• _AIM OF THE EXERCISE_
Find each line below containing the word "this" and copy it.

------------------------------------------------------------

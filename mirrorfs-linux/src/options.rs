//! Translation of configuration option strings into FUSE mount options.

use fuser::MountOption;
use mirrorfs_core::MirrorConfig;

/// Filesystem name used when no `fsname=` option is given.
pub const DEFAULT_FSNAME: &str = "mirrorfs";

/// Maps one option string onto a typed [`MountOption`].
///
/// Unknown options are forwarded verbatim as [`MountOption::CUSTOM`].
pub fn parse_option(option: &str) -> MountOption {
    match option {
        "ro" => MountOption::RO,
        "rw" => MountOption::RW,
        "allow_other" => MountOption::AllowOther,
        "allow_root" => MountOption::AllowRoot,
        "default_permissions" => MountOption::DefaultPermissions,
        "auto_unmount" => MountOption::AutoUnmount,
        "exec" => MountOption::Exec,
        "noexec" => MountOption::NoExec,
        "suid" => MountOption::Suid,
        "nosuid" => MountOption::NoSuid,
        "dev" => MountOption::Dev,
        "nodev" => MountOption::NoDev,
        "atime" => MountOption::Atime,
        "noatime" => MountOption::NoAtime,
        "sync" => MountOption::Sync,
        "async" => MountOption::Async,
        "dirsync" => MountOption::DirSync,
        other => {
            if let Some(name) = other.strip_prefix("fsname=") {
                MountOption::FSName(name.to_string())
            } else if let Some(subtype) = other.strip_prefix("subtype=") {
                MountOption::Subtype(subtype.to_string())
            } else {
                MountOption::CUSTOM(other.to_string())
            }
        }
    }
}

/// Builds the full option list for a mount.
///
/// Comma-separated entries are split, `FSName("mirrorfs")` is added unless
/// an `fsname=` is present, and a read-only config forces `RO` over any `rw`.
pub fn mount_options(config: &MirrorConfig) -> Vec<MountOption> {
    let mut options: Vec<MountOption> = config
        .options
        .iter()
        .flat_map(|entry| entry.split(','))
        .map(str::trim)
        .filter(|option| !option.is_empty())
        .map(parse_option)
        .collect();

    if !options.iter().any(|o| matches!(o, MountOption::FSName(_))) {
        options.push(MountOption::FSName(DEFAULT_FSNAME.to_string()));
    }

    if config.read_only {
        options.retain(|o| *o != MountOption::RW);
        if !options.contains(&MountOption::RO) {
            options.push(MountOption::RO);
        }
    }

    options
}
#![warn(missing_docs)]

//! # sparsecs
//!
//! A small entity-component-system runtime meant to be embedded as
//! infrastructure for simulations: physics, rendering, networking, game
//! logic.
//!
//! A [`World`] owns entities and their components. Four representations of
//! "entity `e` has component `C`" are kept consistent across every
//! mutation:
//!
//! * a per-entity [`BitMask`] for O(1) membership tests,
//! * a per-entity list of attached component ids, driving destruction,
//! * a per-type slot array holding the component values contiguously by
//!   entity index, and
//! * per-[`System`] sparse sets of matching entities, maintained
//!   incrementally through add/remove events.
//!
//! Component types register themselves on first use (see [`registry`]);
//! worlds are single-threaded apartments with synchronous listener
//! dispatch.
//!
//! ```
//! use sparsecs::{Component, System, World};
//!
//! struct Position {
//!     x: f32,
//!     y: f32,
//! }
//!
//! impl Component for Position {}
//!
//! struct Velocity {
//!     x: f32,
//!     y: f32,
//! }
//!
//! impl Component for Velocity {}
//!
//! let mut world = World::new(1024);
//! let movers = System::builder()
//!     .with::<Position>()
//!     .with::<Velocity>()
//!     .build(&mut world);
//!
//! let e = world.create_entity_with((
//!     Position { x: 0.0, y: 0.0 },
//!     Velocity { x: 1.0, y: 0.0 },
//! ));
//!
//! let indices: Vec<_> = movers.matching_entities().iter().copied().collect();
//! for index in indices {
//!     let entity = world.entity(index);
//!     let vx = world.get_component::<Velocity>(entity).map(|v| v.x);
//!     let pos = world.get_component_mut::<Position>(entity);
//!     if let (Some(vx), Some(pos)) = (vx, pos) {
//!         pos.x += vx;
//!     }
//! }
//!
//! assert_eq!(world.get_component::<Position>(e).map(|p| p.x), Some(1.0));
//! ```

pub mod error;
pub mod prelude;
pub mod registry;

mod mask;
mod sparse_set;
mod storage;
mod system;
mod world;

pub use crate::{
    error::{Error, WrongGeneration},
    mask::BitMask,
    registry::{Component, ComponentInfo},
    sparse_set::SparseSet,
    storage::{Components, ComponentsIter},
    system::{Filter, System, SystemBuilder},
    world::{ChangeListener, ComponentSet, Entity, Generation, Index, World},
};

/// The largest number of distinct component types a process may observe.
///
/// Masks are sized to this constant, so it trades memory per entity against
/// the size of the type universe.
pub const MAX_COMPONENTS: usize = 1024;
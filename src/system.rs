//! Systems: incrementally maintained sets of entities matching a component
//! filter.

use std::cell::{Ref, RefCell};
use std::rc::Rc;

use crate::mask::BitMask;
use crate::registry::{self, Component};
use crate::sparse_set::SparseSet;
use crate::world::{Entity, World};

/// A declarative component filter: one inclusion mask and two exclusion
/// masks.
///
/// An entity mask `m` matches when
///
/// * `m` has no bit in common with `exclude_any`,
/// * `exclude_all` is empty or `m` is *not* a subset of `exclude_all`, and
/// * `m` contains every bit of `include`.
#[derive(Clone, Copy, Debug, Default)]
pub struct Filter {
    include: BitMask,
    exclude_any: BitMask,
    exclude_all: BitMask,
}

impl Filter {
    /// The inclusion mask.
    pub fn include(&self) -> &BitMask {
        &self.include
    }

    /// The exclude-any mask.
    pub fn exclude_any(&self) -> &BitMask {
        &self.exclude_any
    }

    /// The exclude-all mask.
    pub fn exclude_all(&self) -> &BitMask {
        &self.exclude_all
    }

    /// Tests an entity mask against the filter.
    pub fn matches(&self, mask: &BitMask) -> bool {
        if mask.intersects(&self.exclude_any) {
            return false;
        }
        if !self.exclude_all.is_empty() && self.exclude_all.contains_all(mask) {
            return false;
        }
        mask.contains_all(&self.include)
    }
}

/// Configures and builds a [`System`].
///
/// Returned from [`System::builder`].
#[derive(Default)]
#[must_use = "call `.build(&mut world)` to subscribe the system"]
pub struct SystemBuilder {
    filter: Filter,
}

impl SystemBuilder {
    /// Requires matching entities to have a `T` component.
    pub fn with<T: Component>(mut self) -> Self {
        self.filter.include |= registry::mask_of::<T>();
        self
    }

    /// Rejects entities that have a `T` component.
    pub fn without_any<T: Component>(mut self) -> Self {
        self.filter.exclude_any |= registry::mask_of::<T>();
        self
    }

    /// Adds `T` to the exclude-all mask: entities whose whole mask is
    /// covered by that mask are rejected.
    pub fn without_all<T: Component>(mut self) -> Self {
        self.filter.exclude_all |= registry::mask_of::<T>();
        self
    }

    /// Subscribes the system's listeners to `world` and returns the system.
    ///
    /// From this point on the matching set is maintained incrementally by
    /// the world's add/remove events. The listeners live as long as the
    /// world; the returned system shares the matching set with them.
    pub fn build(self, world: &mut World) -> System {
        let filter = self.filter;
        let matching = Rc::new(RefCell::new(SparseSet::new()));

        let set = Rc::clone(&matching);
        world.subscribe_on_add(move |entity, mask_after, _changed| {
            let mut set = set.borrow_mut();
            // An arriving component can both qualify and disqualify an
            // entity (when it is an excluded type), so membership is
            // recomputed from the new mask.
            if filter.matches(mask_after) {
                set.insert(entity.id());
            } else {
                set.remove(entity.id());
            }
        });

        let set = Rc::clone(&matching);
        world.subscribe_on_remove(move |entity, mask_before, changed| {
            let mut set = set.borrow_mut();
            // The mask still shows the departing components. A changed set
            // equal to the whole mask is bulk departure (destruction, or the
            // last component leaving): one test, unconditional removal.
            if *changed == *mask_before {
                set.remove(entity.id());
                return;
            }
            let after = mask_before.and_not(changed);
            if filter.matches(&after) {
                // Removing an excluded component can re-admit the entity.
                set.insert(entity.id());
            } else {
                set.remove(entity.id());
            }
        });

        System { filter, matching }
    }
}

/// A subscriber that maintains the set of entities matching its [`Filter`].
///
/// The set is updated synchronously from the world's add/remove events, so
/// between world mutations it always equals the set of live entities whose
/// mask satisfies the filter. Iterate it instead of sweeping component
/// stores; the stores contain dead slots, the matching set does not.
///
/// ## Examples
///
/// ```
/// use sparsecs::{Component, System, World};
///
/// struct Position(f32, f32);
/// impl Component for Position {}
///
/// struct Anchored;
/// impl Component for Anchored {}
///
/// let mut world = World::new(16);
/// let movable = System::builder()
///     .with::<Position>()
///     .without_any::<Anchored>()
///     .build(&mut world);
///
/// let e = world.create_entity_with((Position(0.0, 0.0),));
/// assert!(movable.contains(e));
///
/// world.add_component(e, Anchored).unwrap();
/// assert!(!movable.contains(e));
/// ```
pub struct System {
    filter: Filter,
    matching: Rc<RefCell<SparseSet>>,
}

impl System {
    /// Starts building a system.
    pub fn builder() -> SystemBuilder {
        SystemBuilder::default()
    }

    /// The system's filter.
    pub fn filter(&self) -> &Filter {
        &self.filter
    }

    /// The indices of the currently matching entities.
    ///
    /// The returned borrow must be dropped before the world is mutated
    /// again; the maintenance listeners need the set back.
    pub fn matching_entities(&self) -> Ref<'_, SparseSet> {
        self.matching.borrow()
    }

    /// Returns `true` if `entity`'s index is in the matching set.
    pub fn contains(&self, entity: Entity) -> bool {
        self.matching.borrow().contains(entity.id())
    }

    /// The number of matching entities.
    pub fn len(&self) -> usize {
        self.matching.borrow().len()
    }

    /// Returns `true` if no entity matches.
    pub fn is_empty(&self) -> bool {
        self.matching.borrow().is_empty()
    }

    /// Rebuilds the matching set from the world's mask table.
    ///
    /// The result is identical to what listener maintenance produces; this
    /// exists for bootstrap (a system built after entities already exist)
    /// and recovery.
    pub fn rescan(&mut self, world: &World) {
        let masks = world.entity_masks();
        let mut set = self.matching.borrow_mut();
        set.clear();
        for &index in world.entities() {
            if self.filter.matches(&masks[index as usize]) {
                set.insert(index);
            }
        }
    }
}
//! Entities, components, and general world management.

use std::any::type_name;
use std::mem;

use crate::error::{Error, WrongGeneration};
use crate::mask::BitMask;
use crate::registry::{self, Component};
use crate::sparse_set::SparseSet;
use crate::storage::{AnyStorage, Components, VecStorage};
use crate::MAX_COMPONENTS;

pub use self::entity::{Entity, Generation, Index};

mod entity;

/// A boxed world-event listener.
///
/// Listeners receive `(entity, entity_mask, changed_mask)`. For additions
/// the entity mask already has the changed bits set; for removals it still
/// has them set (the bits are cleared right after dispatch), so a listener
/// can do final bookkeeping against the departing components. On bulk
/// departure (entity destruction) the changed mask equals the whole entity
/// mask.
///
/// Dispatch is synchronous and in registration order. Listeners must not
/// mutate the world they are subscribed to; the world and its listeners
/// form a single apartment.
pub type ChangeListener = Box<dyn FnMut(Entity, &BitMask, &BitMask)>;

/// A bundle of components that can be attached to an entity in one call.
///
/// Implemented for tuples of up to eight components. Attachment is
/// element-wise and in declaration order: every element is attempted even if
/// an earlier one fails, and the first error is returned. There is no
/// rollback; partial success is the documented behaviour.
pub trait ComponentSet {
    /// Attaches every component in the set to `entity`.
    fn attach(self, world: &mut World, entity: Entity) -> Result<(), Error>;
}

impl ComponentSet for () {
    fn attach(self, _: &mut World, _: Entity) -> Result<(), Error> {
        Ok(())
    }
}

macro_rules! component_set {
    ($($ty:ident . $idx:tt),*) => {
        impl<$($ty: Component),*> ComponentSet for ($($ty,)*) {
            fn attach(self, world: &mut World, entity: Entity) -> Result<(), Error> {
                let mut first = None;
                $(
                    if let Err(err) = world.add_component(entity, self.$idx) {
                        log::warn!("component {} of a batch attach failed: {}", $idx, err);
                        if first.is_none() {
                            first = Some(err);
                        }
                    }
                )*
                match first {
                    Some(err) => Err(err),
                    None => Ok(()),
                }
            }
        }
    };
}

component_set!(A.0);
component_set!(A.0, B.1);
component_set!(A.0, B.1, C.2);
component_set!(A.0, B.1, C.2, D.3);
component_set!(A.0, B.1, C.2, D.3, E.4);
component_set!(A.0, B.1, C.2, D.3, E.4, F.5);
component_set!(A.0, B.1, C.2, D.3, E.4, F.5, G.6);
component_set!(A.0, B.1, C.2, D.3, E.4, F.5, G.6, H.7);

/// An independent container of entities and their components.
///
/// The world maintains four views of the fact "entity `e` has component
/// `C`": the entity's bit mask, the entity's attached-id list, the typed
/// slot in `C`'s store, and (for every subscribed system) the membership of
/// `e` in that system's matching set. Every public mutation keeps all four
/// consistent and then notifies the subscribed listeners.
///
/// Worlds never share entities; ids from one world are meaningless in
/// another. Component type *ids* are process-global (see [`crate::registry`]),
/// so masks mean the same thing across worlds, but storage is per-world.
///
/// ## Examples
///
/// ```
/// use sparsecs::{Component, World};
///
/// struct Pos {
///     x: f32,
///     y: f32,
/// }
///
/// impl Component for Pos {}
///
/// struct Frozen;
///
/// impl Component for Frozen {}
///
/// let mut world = World::new(64);
///
/// let e = world.create_entity_with((Pos { x: 1.0, y: 2.0 }, Frozen));
/// assert!(world.is_alive(e));
/// assert_eq!(world.get_component::<Pos>(e).map(|p| p.x), Some(1.0));
///
/// world.remove_component::<Frozen>(e).unwrap();
/// assert!(world.get_component::<Frozen>(e).is_none());
///
/// world.destroy_entity(e).unwrap();
/// assert!(!world.is_alive(e));
/// ```
pub struct World {
    alloc: entity::Allocator,
    masks: Vec<BitMask>,
    attached: Vec<Vec<u32>>,
    stores: Vec<Option<Box<dyn AnyStorage>>>,
    counts: Vec<u32>,
    on_add: Vec<ChangeListener>,
    on_remove: Vec<ChangeListener>,
}

impl World {
    /// Constructs a world with per-entity tables pre-sized for
    /// `initial_entities`, so a steady-state simulation of that size never
    /// grows them.
    pub fn new(initial_entities: usize) -> World {
        let mut attached = Vec::new();
        attached.resize_with(initial_entities, Vec::new);
        let mut stores = Vec::new();
        stores.resize_with(MAX_COMPONENTS, || None);

        World {
            alloc: entity::Allocator::with_capacity(initial_entities),
            masks: vec![BitMask::EMPTY; initial_entities],
            attached,
            stores,
            counts: vec![0; MAX_COMPONENTS],
            on_add: Vec::new(),
            on_remove: Vec::new(),
        }
    }

    /// Creates a new, empty entity and returns its handle.
    ///
    /// Indices are recycled FIFO from destroyed entities before the dense
    /// counter is advanced; a recycled index comes back with a bumped
    /// generation.
    pub fn create_entity(&mut self) -> Entity {
        let entity = self.alloc.allocate();
        let idx = entity.id() as usize;

        if idx >= self.masks.len() {
            let grown = (self.masks.len() * 2).max(idx + 1);
            self.masks.resize(grown, BitMask::EMPTY);
            self.attached.resize_with(grown, Vec::new);
        }
        self.masks[idx] = BitMask::EMPTY;
        self.attached[idx].clear();

        entity
    }

    /// Creates an entity and attaches every component of `components` to it,
    /// in declaration order.
    ///
    /// Attachment failures (e.g. a duplicate type inside the bundle) are
    /// logged and skipped; the entity keeps whatever did attach.
    pub fn create_entity_with<S: ComponentSet>(&mut self, components: S) -> Entity {
        let entity = self.create_entity();
        let _ = components.attach(self, entity);
        entity
    }

    /// Attaches `value` to `entity`.
    ///
    /// On success every on-add listener is invoked with the entity's new
    /// mask and the single-bit changed mask of `T`.
    ///
    /// # Errors
    ///
    /// [`Error::WrongGeneration`] if `entity` is dead or stale,
    /// [`Error::AlreadyPresent`] if `entity` already has a `T`. Neither
    /// changes any state nor dispatches events.
    pub fn add_component<T: Component>(&mut self, entity: Entity, value: T) -> Result<(), Error> {
        let info = registry::info_of::<T>();
        if !self.alloc.is_alive(entity) {
            return Err(self.wrong_gen("attach a component to", entity).into());
        }
        let idx = entity.id() as usize;
        if self.masks[idx].contains(info.id) {
            return Err(Error::AlreadyPresent {
                entity,
                component: type_name::<T>(),
            });
        }

        // SAFETY: the mask bit is clear, so the slot is dead.
        unsafe { self.typed_store_mut::<T>(info.id).insert(entity.id(), value) };
        self.attached[idx].push(info.id);
        self.counts[info.id as usize] += 1;
        self.masks[idx].insert(info.id);

        let mask = self.masks[idx];
        let changed = info.mask();
        for listener in &mut self.on_add {
            listener(entity, &mask, &changed);
        }

        Ok(())
    }

    /// Attaches every component of `components` to `entity`, in declaration
    /// order. Every element is attempted; the first error is returned.
    pub fn add_components<S: ComponentSet>(
        &mut self,
        entity: Entity,
        components: S,
    ) -> Result<(), Error> {
        components.attach(self, entity)
    }

    /// Detaches the `T` component from `entity` and returns it.
    ///
    /// On-remove listeners run *before* the mask bit is cleared, so they
    /// still observe the component as present; systems rely on this to test
    /// the departing entity against their inclusion masks.
    ///
    /// # Errors
    ///
    /// [`Error::WrongGeneration`] if `entity` is dead or stale,
    /// [`Error::NotPresent`] if `entity` has no `T`. Neither changes any
    /// state nor dispatches events.
    pub fn remove_component<T: Component>(&mut self, entity: Entity) -> Result<T, Error> {
        let info = registry::info_of::<T>();
        if !self.alloc.is_alive(entity) {
            return Err(self.wrong_gen("remove a component from", entity).into());
        }
        let idx = entity.id() as usize;
        if !self.masks[idx].contains(info.id) {
            return Err(Error::NotPresent {
                entity,
                component: type_name::<T>(),
            });
        }

        // SAFETY: the mask bit is set, so the slot is live; the bit is
        // cleared below and the slot is not read again.
        let value = unsafe { self.typed_store_mut::<T>(info.id).remove(entity.id()) };
        if let Some(pos) = self.attached[idx].iter().position(|&id| id == info.id) {
            self.attached[idx].remove(pos);
        }
        self.counts[info.id as usize] -= 1;

        let before = self.masks[idx];
        let changed = info.mask();
        for listener in &mut self.on_remove {
            listener(entity, &before, &changed);
        }
        self.masks[idx].remove(info.id);

        Ok(value)
    }

    /// Destroys `entity`, dropping every attached component.
    ///
    /// Components drop in reverse attach order. On-remove listeners are
    /// notified exactly once, with the changed mask equal to the entity's
    /// whole mask, signalling bulk departure. The index goes onto the
    /// recycled queue and will be handed out again with a bumped generation.
    ///
    /// # Errors
    ///
    /// [`WrongGeneration`] if `entity` is already dead or stale; no state
    /// changes and no events fire, so repeated destroys are no-ops after
    /// the first.
    pub fn destroy_entity(&mut self, entity: Entity) -> Result<(), WrongGeneration> {
        self.alloc.kill(entity)?;
        let idx = entity.id() as usize;

        let attached = mem::take(&mut self.attached[idx]);
        for &id in attached.iter().rev() {
            self.counts[id as usize] -= 1;
            if let Some(store) = self.stores[id as usize].as_mut() {
                // SAFETY: the mask bit is set for every attached id; the
                // whole mask is cleared below.
                unsafe { store.drop_slot(entity.id()) };
            }
        }

        let mask = self.masks[idx];
        for listener in &mut self.on_remove {
            listener(entity, &mask, &mask);
        }
        self.masks[idx] = BitMask::EMPTY;

        Ok(())
    }

    /// The `T` component of `entity`, if the entity is alive and has one.
    pub fn get_component<T: Component>(&self, entity: Entity) -> Option<&T> {
        let info = registry::info_of::<T>();
        if !self.alloc.is_alive(entity) || !self.masks[entity.id() as usize].contains(info.id) {
            return None;
        }
        let store = self.typed_store::<T>(info.id)?;
        // SAFETY: the mask bit is set, so the slot is live.
        Some(unsafe { store.get(entity.id()) })
    }

    /// Mutable access to the `T` component of `entity`.
    pub fn get_component_mut<T: Component>(&mut self, entity: Entity) -> Option<&mut T> {
        let info = registry::info_of::<T>();
        if !self.alloc.is_alive(entity) || !self.masks[entity.id() as usize].contains(info.id) {
            return None;
        }
        let store = self.typed_store_mut::<T>(info.id);
        // SAFETY: the mask bit is set, so the slot is live.
        Some(unsafe { store.get_mut(entity.id()) })
    }

    /// A read view over every `T` in the world, plus the live-record count.
    ///
    /// The view spans the store's whole slot array (including dead slots —
    /// filter through [`Components::get`]/[`Components::iter`] or a system's
    /// matching set) and borrows the world until the next mutation. A type
    /// with no store yet yields an empty view with count zero.
    pub fn components_of<T: Component>(&self) -> Components<'_, T> {
        let info = registry::info_of::<T>();
        let slots = match self.typed_store::<T>(info.id) {
            Some(store) => store.as_slice(),
            None => &[],
        };
        Components::new(slots, &self.masks, info.id, self.counts[info.id as usize])
    }

    /// The number of live `T` records across the world.
    pub fn valid_count<T: Component>(&self) -> u32 {
        self.counts[registry::id_of::<T>() as usize]
    }

    /// The set of live entity indices.
    pub fn entities(&self) -> &SparseSet {
        self.alloc.alive()
    }

    /// The current handle for `index`. There's no guarantee for validity,
    /// meaning the entity could be dead.
    pub fn entity(&self, index: Index) -> Entity {
        self.alloc.entity(index)
    }

    /// The per-entity component masks, indexed by entity index.
    pub fn entity_masks(&self) -> &[BitMask] {
        &self.masks
    }

    /// Returns `true` if `entity` is alive. O(1): live-set membership plus a
    /// generation comparison.
    #[inline]
    pub fn is_alive(&self, entity: Entity) -> bool {
        self.alloc.is_alive(entity)
    }

    /// Registers a listener for component additions. Listeners run in
    /// registration order.
    pub fn subscribe_on_add<F>(&mut self, listener: F)
    where
        F: FnMut(Entity, &BitMask, &BitMask) + 'static,
    {
        self.on_add.push(Box::new(listener));
    }

    /// Registers a listener for component removals and entity destruction.
    /// Listeners run in registration order.
    pub fn subscribe_on_remove<F>(&mut self, listener: F)
    where
        F: FnMut(Entity, &BitMask, &BitMask) + 'static,
    {
        self.on_remove.push(Box::new(listener));
    }

    fn wrong_gen(&self, action: &'static str, entity: Entity) -> WrongGeneration {
        WrongGeneration {
            action,
            actual_gen: self.alloc.generation_of(entity.id()),
            entity,
        }
    }

    fn typed_store<T: Component>(&self, id: u32) -> Option<&VecStorage<T>> {
        self.stores[id as usize]
            .as_ref()?
            .as_any()
            .downcast_ref::<VecStorage<T>>()
    }

    fn typed_store_mut<T: Component>(&mut self, id: u32) -> &mut VecStorage<T> {
        self.stores[id as usize]
            .get_or_insert_with(|| Box::new(VecStorage::<T>::new()) as Box<dyn AnyStorage>)
            .as_any_mut()
            .downcast_mut::<VecStorage<T>>()
            .expect("component id mapped to a storage of a different type")
    }
}

impl Default for World {
    fn default() -> Self {
        World::new(0)
    }
}

impl Drop for World {
    fn drop(&mut self) {
        // Live components go through the same store hooks a destroy would
        // use. No listeners fire during teardown.
        let live: Vec<Index> = self.alloc.alive().iter().copied().collect();
        for index in live {
            let attached = mem::take(&mut self.attached[index as usize]);
            for &id in attached.iter().rev() {
                self.counts[id as usize] -= 1;
                if let Some(store) = self.stores[id as usize].as_mut() {
                    // SAFETY: the mask bit is set for every attached id.
                    unsafe { store.drop_slot(index) };
                }
            }
            self.masks[index as usize] = BitMask::EMPTY;
        }
    }
}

------------------------------------------------------------

• _TASK RESULT_
/// Masks are sized to this constant, so it trades memory per entity against
    /// From this point on the matching set is maintained incrementally by
    /// The result is identical to what listener maintenance produces; this
    /// still observe the component as present; systems rely on this to test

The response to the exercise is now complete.